Given records »
------------------------------------------------
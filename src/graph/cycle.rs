//! Cycle detection over `blocks` edges

use std::collections::HashSet;

use crate::models::Document;

/// Find a cycle anywhere in the `blocks` graph using DFS.
///
/// Returns the path with its first id repeated at the end, e.g.
/// `[A, B, C, A]`. Dangling ids are skipped.
pub fn find_blocks_cycle(doc: &Document) -> Option<Vec<String>> {
    let mut visited = HashSet::new();
    let mut rec_stack = HashSet::new();
    let mut path = Vec::new();

    for id in doc.work_units.keys() {
        if !visited.contains(id.as_str()) {
            if let Some(cycle) = dfs_detect_cycle(doc, id, &mut visited, &mut rec_stack, &mut path)
            {
                return Some(cycle);
            }
        }
    }

    None
}

fn dfs_detect_cycle(
    doc: &Document,
    id: &str,
    visited: &mut HashSet<String>,
    rec_stack: &mut HashSet<String>,
    path: &mut Vec<String>,
) -> Option<Vec<String>> {
    visited.insert(id.to_string());
    rec_stack.insert(id.to_string());
    path.push(id.to_string());

    if let Some(unit) = doc.work_units.get(id) {
        for next in &unit.blocks {
            if !visited.contains(next) {
                if let Some(cycle) = dfs_detect_cycle(doc, next, visited, rec_stack, path) {
                    return Some(cycle);
                }
            } else if rec_stack.contains(next) {
                let start = path.iter().position(|p| p == next).unwrap_or(0);
                let mut cycle = path[start..].to_vec();
                cycle.push(next.clone());
                return Some(cycle);
            }
        }
    }

    path.pop();
    rec_stack.remove(id);
    None
}

/// A path `start -> ... -> goal` following `blocks` edges, if one exists.
pub fn blocks_path(doc: &Document, start: &str, goal: &str) -> Option<Vec<String>> {
    let mut visited = HashSet::new();
    let mut path = Vec::new();
    if dfs_path(doc, start, goal, &mut visited, &mut path) {
        Some(path)
    } else {
        None
    }
}

fn dfs_path(
    doc: &Document,
    id: &str,
    goal: &str,
    visited: &mut HashSet<String>,
    path: &mut Vec<String>,
) -> bool {
    if !visited.insert(id.to_string()) {
        return false;
    }
    path.push(id.to_string());
    if id == goal {
        return true;
    }

    if let Some(unit) = doc.work_units.get(id) {
        for next in &unit.blocks {
            if dfs_path(doc, next, goal, visited, path) {
                return true;
            }
        }
    }

    path.pop();
    false
}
------------------------------------------------
Problem statement » Copy the lines from the start of the data verbatim, stopping after the line containing "rec_stack.insert(id.to_string());".

Exercise response »
filename src/graph/cycle.rs
//! Cycle detection over `blocks` edges

use std::collections::HashSet;

use crate::models::Document;

/// Find a cycle anywhere in the `blocks` graph using DFS.
///
/// Returns the path with its first id repeated at the end, e.g.
/// `[A, B, C, A]`. Dangling ids are skipped.
pub fn find_blocks_cycle(doc: &Document) -> Option<Vec<String>> {
    let mut visited = HashSet::new();
    let mut rec_stack = HashSet::new();
    let mut path = Vec::new();

    for id in doc.work_units.keys() {
        if !visited.contains(id.as_str()) {
            if let Some(cycle) = dfs_detect_cycle(doc, id, &mut visited, &mut rec_stack, &mut path)
            {
                return Some(cycle);
            }
        }
    }

    None
}

fn dfs_detect_cycle(
    doc: &Document,
    id: &str,
    visited: &mut HashSet<String>,
    rec_stack: &mut HashSet<String>,
    path: &mut Vec<String>,
) -> Option<Vec<String>> {
    visited.insert(id.to_string());
    rec_stack.insert(id.to_string());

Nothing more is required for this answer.